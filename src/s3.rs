use crate::status::ObjectState;
use aws_config::SdkConfig;
use aws_sdk_s3::error::ProvideErrorMetadata;
use aws_sdk_s3::operation::get_bucket_notification_configuration::{
    GetBucketNotificationConfigurationError, GetBucketNotificationConfigurationOutput,
};
use aws_sdk_s3::operation::get_object::GetObjectError;
use aws_sdk_s3::operation::head_object::HeadObjectError;
use aws_sdk_s3::operation::put_bucket_notification_configuration::PutBucketNotificationConfigurationError;
use aws_sdk_s3::operation::restore_object::RestoreObjectError;
use aws_sdk_s3::types::{NotificationConfiguration, RestoreRequest};
use aws_sdk_s3::Client;
use aws_smithy_runtime_api::client::{orchestrator::HttpResponse, result::SdkError};
use thiserror::Error;

type InnerGetError = SdkError<GetObjectError, HttpResponse>;
type InnerHeadError = SdkError<HeadObjectError, HttpResponse>;
type InnerRestoreError = SdkError<RestoreObjectError, HttpResponse>;
type InnerGetNotifError = SdkError<GetBucketNotificationConfigurationError, HttpResponse>;
type InnerPutNotifError = SdkError<PutBucketNotificationConfigurationError, HttpResponse>;

/// A client for interacting with S3 on behalf of a single bucket-owning
/// account.  Every call carries `ExpectedBucketOwner` so that a bucket owned
/// by somebody else is indistinguishable from a missing one.
#[derive(Clone, Debug)]
pub(crate) struct S3Client {
    inner: Client,
    owner_account: String,
}

/// Whether a `GetObject` probe could retrieve the object directly
#[derive(Clone, Copy, Debug, Eq, PartialEq)]
pub(crate) enum Availability {
    /// The object was retrievable; it is not parked in an archive tier
    Retrievable,

    /// S3 reported `InvalidObjectState`; the object is archived
    Archived,
}

/// Whether S3 accepted a `RestoreObject` request
#[derive(Clone, Copy, Debug, Eq, PartialEq)]
pub(crate) enum RestoreOutcome {
    /// The recall was accepted and is now running
    Accepted,

    /// S3 reported the object is already in an active tier, so there is
    /// nothing to recall
    AlreadyActive,
}

impl S3Client {
    pub(crate) fn new(config: &SdkConfig, owner_account: String) -> S3Client {
        S3Client {
            inner: Client::new(config),
            owner_account,
        }
    }

    /// Probe the object with a direct `GetObject`.  A success means no
    /// restore is needed; `InvalidObjectState` means the object is archived
    /// and needs closer inspection.  The body of a successful response is
    /// discarded unread.
    pub(crate) async fn probe_object(
        &self,
        bucket: &str,
        key: &str,
    ) -> Result<Availability, ProbeError> {
        match self
            .inner
            .get_object()
            .bucket(bucket)
            .key(key)
            .expected_bucket_owner(&self.owner_account)
            .send()
            .await
        {
            Ok(_) => Ok(Availability::Retrievable),
            Err(source) => {
                if source
                    .as_service_error()
                    .is_some_and(GetObjectError::is_invalid_object_state)
                {
                    return Ok(Availability::Archived);
                }
                if source
                    .as_service_error()
                    .is_some_and(GetObjectError::is_no_such_key)
                {
                    return Err(ProbeError::NoSuchKey {
                        bucket: bucket.to_owned(),
                        key: key.to_owned(),
                        source,
                    });
                }
                // `NoSuchBucket` is not modeled on GetObject, so match on the
                // error code
                if source.code() == Some("NoSuchBucket") {
                    return Err(ProbeError::NoSuchBucket {
                        bucket: bucket.to_owned(),
                        source,
                    });
                }
                Err(ProbeError::Get {
                    bucket: bucket.to_owned(),
                    key: key.to_owned(),
                    source,
                })
            }
        }
    }

    /// Fetch the object's archive metadata via `HeadObject`
    pub(crate) async fn object_state(
        &self,
        bucket: &str,
        key: &str,
    ) -> Result<ObjectState, HeadError> {
        let output = self
            .inner
            .head_object()
            .bucket(bucket)
            .key(key)
            .expected_bucket_owner(&self.owner_account)
            .send()
            .await
            .map_err(|source| HeadError {
                bucket: bucket.to_owned(),
                key: key.to_owned(),
                source,
            })?;
        Ok(ObjectState {
            archive_status: output.archive_status,
            storage_class: output.storage_class,
            restore_marker: output.restore,
        })
    }

    /// Ask S3 to recall the object.  The restore request is left empty:
    /// Intelligent-Tiering recalls take no retention period, and the tier
    /// defaults to Standard.
    pub(crate) async fn start_restore(
        &self,
        bucket: &str,
        key: &str,
    ) -> Result<RestoreOutcome, StartRestoreError> {
        match self
            .inner
            .restore_object()
            .bucket(bucket)
            .key(key)
            .expected_bucket_owner(&self.owner_account)
            .restore_request(RestoreRequest::builder().build())
            .send()
            .await
        {
            Ok(_) => Ok(RestoreOutcome::Accepted),
            Err(source) => {
                if source
                    .as_service_error()
                    .is_some_and(RestoreObjectError::is_object_already_in_active_tier_error)
                {
                    Ok(RestoreOutcome::AlreadyActive)
                } else {
                    Err(StartRestoreError {
                        bucket: bucket.to_owned(),
                        key: key.to_owned(),
                        source,
                    })
                }
            }
        }
    }

    /// Fetch the bucket's current notification configuration
    pub(crate) async fn notification_configuration(
        &self,
        bucket: &str,
    ) -> Result<GetBucketNotificationConfigurationOutput, GetNotificationError> {
        self.inner
            .get_bucket_notification_configuration()
            .bucket(bucket)
            .expected_bucket_owner(&self.owner_account)
            .send()
            .await
            .map_err(|source| GetNotificationError {
                bucket: bucket.to_owned(),
                source,
            })
    }

    /// Replace the bucket's notification configuration wholesale; the
    /// provider API has no partial patch
    pub(crate) async fn put_notification_configuration(
        &self,
        bucket: &str,
        configuration: NotificationConfiguration,
    ) -> Result<(), PutNotificationError> {
        self.inner
            .put_bucket_notification_configuration()
            .bucket(bucket)
            .expected_bucket_owner(&self.owner_account)
            .notification_configuration(configuration)
            .send()
            .await
            .map_err(|source| PutNotificationError {
                bucket: bucket.to_owned(),
                source,
            })?;
        Ok(())
    }
}

/// Error returned when the `GetObject` probe fails outright
#[derive(Debug, Error)]
pub(crate) enum ProbeError {
    /// The bucket does not exist, or it is not owned by the caller's account
    #[error("bucket {bucket:?} does not exist or is not owned by the caller")]
    NoSuchBucket {
        bucket: String,
        source: InnerGetError,
    },

    /// The key does not exist in the bucket
    #[error("key {key:?} does not exist in bucket {bucket:?}")]
    NoSuchKey {
        bucket: String,
        key: String,
        source: InnerGetError,
    },

    /// Any other retrieval failure
    #[error("failed to retrieve s3://{bucket}/{key}")]
    Get {
        bucket: String,
        key: String,
        source: InnerGetError,
    },
}

#[derive(Debug, Error)]
#[error("failed to fetch object metadata for s3://{bucket}/{key}")]
pub(crate) struct HeadError {
    bucket: String,
    key: String,
    source: InnerHeadError,
}

#[derive(Debug, Error)]
#[error("failed to request restore of s3://{bucket}/{key}")]
pub(crate) struct StartRestoreError {
    bucket: String,
    key: String,
    source: InnerRestoreError,
}

#[derive(Debug, Error)]
#[error("failed to fetch the notification configuration of bucket {bucket:?}")]
pub(crate) struct GetNotificationError {
    bucket: String,
    source: InnerGetNotifError,
}

#[derive(Debug, Error)]
#[error("failed to update the notification configuration of bucket {bucket:?}")]
pub(crate) struct PutNotificationError {
    bucket: String,
    source: InnerPutNotifError,
}

impl PutNotificationError {
    /// True iff S3 rejected the configuration as invalid, which for a topic
    /// subscription usually means the SNS topic's access policy does not let
    /// S3 publish to it
    pub(crate) fn is_invalid_argument(&self) -> bool {
        self.source.code() == Some("InvalidArgument")
    }
}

********

→ WORK INSTRUCTION
In the entries above, identify each line that includes the string "SdkConfig", then copy it.

→ RESPONSE
use aws_config::SdkConfig;
    pub(crate) fn new(config: &SdkConfig, owner_account: String) -> S3Client {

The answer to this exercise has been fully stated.